Retryable vs. Non-Retryable Errors
The first rule: only retry errors that may succeed on a subsequent attempt.
Retryable
- 5xx server errors: 500 Internal Server Error, 502 Bad Gateway, 503 Service Unavailable, 504 Gateway Timeout — server-side transient failures.
- Network timeouts: Connection timeout, read timeout — the server may have processed the request or may not have.
- 429 Too Many Requests: Rate limit exceeded — retry after the
Retry-Afterheader value.
Non-Retryable
- 4xx client errors: 400 Bad Request (malformed input), 401 Unauthorized (bad credentials), 403 Forbidden (insufficient permissions), 404 Not Found, 409 Conflict (duplicate resource). Retrying these wastes resources and never succeeds without fixing the request.
- Business logic errors: Insufficient funds, invalid card — retrying does not change the outcome.
Exponential Backoff
Wait longer between each successive retry to give the downstream service time to recover:
delay = min(base * 2^attempt, max_delay)
-- Example with base=1s, max=32s:
Attempt 0: immediate
Attempt 1: wait 1s
Attempt 2: wait 2s
Attempt 3: wait 4s
Attempt 4: wait 8s
Attempt 5: wait 16s
Attempt 6: wait 32s (capped)
Without the cap, delays grow unboundedly. Cap at a value that fits your SLA (e.g., 30-60s for interactive flows, longer for background jobs).

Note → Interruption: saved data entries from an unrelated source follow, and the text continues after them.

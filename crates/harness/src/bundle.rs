//! Search result bundles and error payloads as the harness reads them
//!
//! Only the parts the harness inspects are typed. Resources stay as raw JSON
//! so scenarios can assert on whatever field they are testing.

use serde::{Deserialize, Serialize};
use serde_json::Value;

use crate::error::{HarnessError, HarnessResult};

/// Envelope returned by a search
#[derive(Debug, Clone, PartialEq, Serialize, Deserialize)]
#[serde(rename_all = "camelCase")]
pub struct Bundle {
    pub resource_type: String,

    #[serde(rename = "type", default)]
    pub bundle_type: Option<String>,

    #[serde(default)]
    pub total: Option<u64>,

    #[serde(default)]
    pub link: Vec<BundleLink>,

    #[serde(default)]
    pub entry: Vec<BundleEntry>,
}

#[derive(Debug, Clone, PartialEq, Serialize, Deserialize)]
pub struct BundleLink {
    pub relation: String,
    pub url: String,
}

#[derive(Debug, Clone, PartialEq, Serialize, Deserialize)]
#[serde(rename_all = "camelCase")]
pub struct BundleEntry {
    #[serde(default)]
    pub full_url: Option<String>,

    #[serde(default)]
    pub resource: Option<Value>,

    #[serde(default)]
    pub search: Option<EntrySearch>,
}

#[derive(Debug, Clone, PartialEq, Serialize, Deserialize)]
pub struct EntrySearch {
    #[serde(default)]
    pub mode: Option<SearchMode>,

    #[serde(default)]
    pub score: Option<f64>,
}

#[derive(Debug, Clone, Copy, PartialEq, Eq, Serialize, Deserialize)]
#[serde(rename_all = "lowercase")]
pub enum SearchMode {
    Match,
    Include,
    Outcome,
}

impl BundleEntry {
    pub fn mode(&self) -> Option<SearchMode> {
        self.search.as_ref().and_then(|s| s.mode)
    }

    pub fn resource_type(&self) -> Option<&str> {
        self.resource.as_ref()?.get("resourceType")?.as_str()
    }

    pub fn resource_id(&self) -> Option<&str> {
        self.resource.as_ref()?.get("id")?.as_str()
    }

    /// `Type/id` of the entry's resource
    pub fn reference(&self) -> Option<String> {
        Some(format!("{}/{}", self.resource_type()?, self.resource_id()?))
    }
}

impl Bundle {
    pub fn from_value(value: &Value) -> HarnessResult<Self> {
        let bundle: Bundle = serde_json::from_value(value.clone())?;
        if bundle.resource_type != "Bundle" {
            return Err(HarnessError::AssertionFailed(format!(
                "expected a Bundle, got {}",
                bundle.resource_type
            )));
        }
        Ok(bundle)
    }

    /// URL of the link with the given relation. `prev` is accepted for
    /// `previous`.
    pub fn link(&self, relation: &str) -> Option<&str> {
        self.link
            .iter()
            .find(|l| {
                l.relation == relation
                    || (relation == "previous" && l.relation == "prev")
                    || (relation == "prev" && l.relation == "previous")
            })
            .map(|l| l.url.as_str())
    }

    pub fn next_link(&self) -> Option<&str> {
        self.link("next")
    }

    /// Whether any of `next`, `previous` or `last` is present
    pub fn has_paging_links(&self) -> bool {
        ["next", "previous", "last"]
            .iter()
            .any(|rel| self.link(rel).is_some())
    }

    /// Entries whose search mode is `match`. Entries without a mode count as
    /// matches, which is what servers omitting `search.mode` mean.
    pub fn match_entries(&self) -> impl Iterator<Item = &BundleEntry> {
        self.entry
            .iter()
            .filter(|e| e.mode() == Some(SearchMode::Match))
    }

    pub fn match_count(&self) -> usize {
        self.match_entries().count()
    }

    pub fn include_entries(&self) -> impl Iterator<Item = &BundleEntry> {
        self.entry
            .iter()
            .filter(|e| e.mode() == Some(SearchMode::Include))
    }

    /// Ids of match-mode entries, in bundle order
    pub fn match_ids(&self) -> Vec<String> {
        self.match_entries()
            .filter_map(|e| e.resource_id().map(str::to_string))
            .collect()
    }
}

/// Structured error payload returned by the server on failure
#[derive(Debug, Clone, PartialEq, Serialize, Deserialize)]
#[serde(rename_all = "camelCase")]
pub struct OperationOutcome {
    pub resource_type: String,

    #[serde(default)]
    pub issue: Vec<OutcomeIssue>,
}

#[derive(Debug, Clone, PartialEq, Serialize, Deserialize)]
pub struct OutcomeIssue {
    #[serde(default)]
    pub severity: Option<String>,

    #[serde(default)]
    pub code: Option<String>,

    #[serde(default)]
    pub diagnostics: Option<String>,
}

impl OperationOutcome {
    /// Parse `value` if it has the OperationOutcome shape
    pub fn from_value(value: &Value) -> Option<Self> {
        if value.get("resourceType")?.as_str()? != "OperationOutcome" {
            return None;
        }
        serde_json::from_value(value.clone()).ok()
    }
}

impl std::fmt::Display for OutcomeIssue {
    fn fmt(&self, f: &mut std::fmt::Formatter<'_>) -> std::fmt::Result {
        write!(
            f,
            "[{}] {}: {}",
            self.severity.as_deref().unwrap_or("?"),
            self.code.as_deref().unwrap_or("?"),
            self.diagnostics.as_deref().unwrap_or("")
        )
    }
}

Jitter: Preventing Thundering Herd
Without jitter, all clients that failed at time T retry at T+1s, T+2s, T+4s simultaneously — a synchronized wave of retries that can overwhelm a recovering service. Jitter randomizes the delay.
Full Jitter
delay = random(0, min(base * 2^attempt, max_delay))
Simple and effective. Spreads retries uniformly across the window. Recommended default.
Decorrelated Jitter
delay = min(max_delay, random(base, prev_delay * 3))
Produces a wider spread with higher average delay. Useful when full jitter produces too many short delays under high concurrency.
Max Attempts and Max Delay Caps
Always set both:
- Max attempts: Prevents infinite retry loops. Typically 3-5 for interactive requests, more for background jobs.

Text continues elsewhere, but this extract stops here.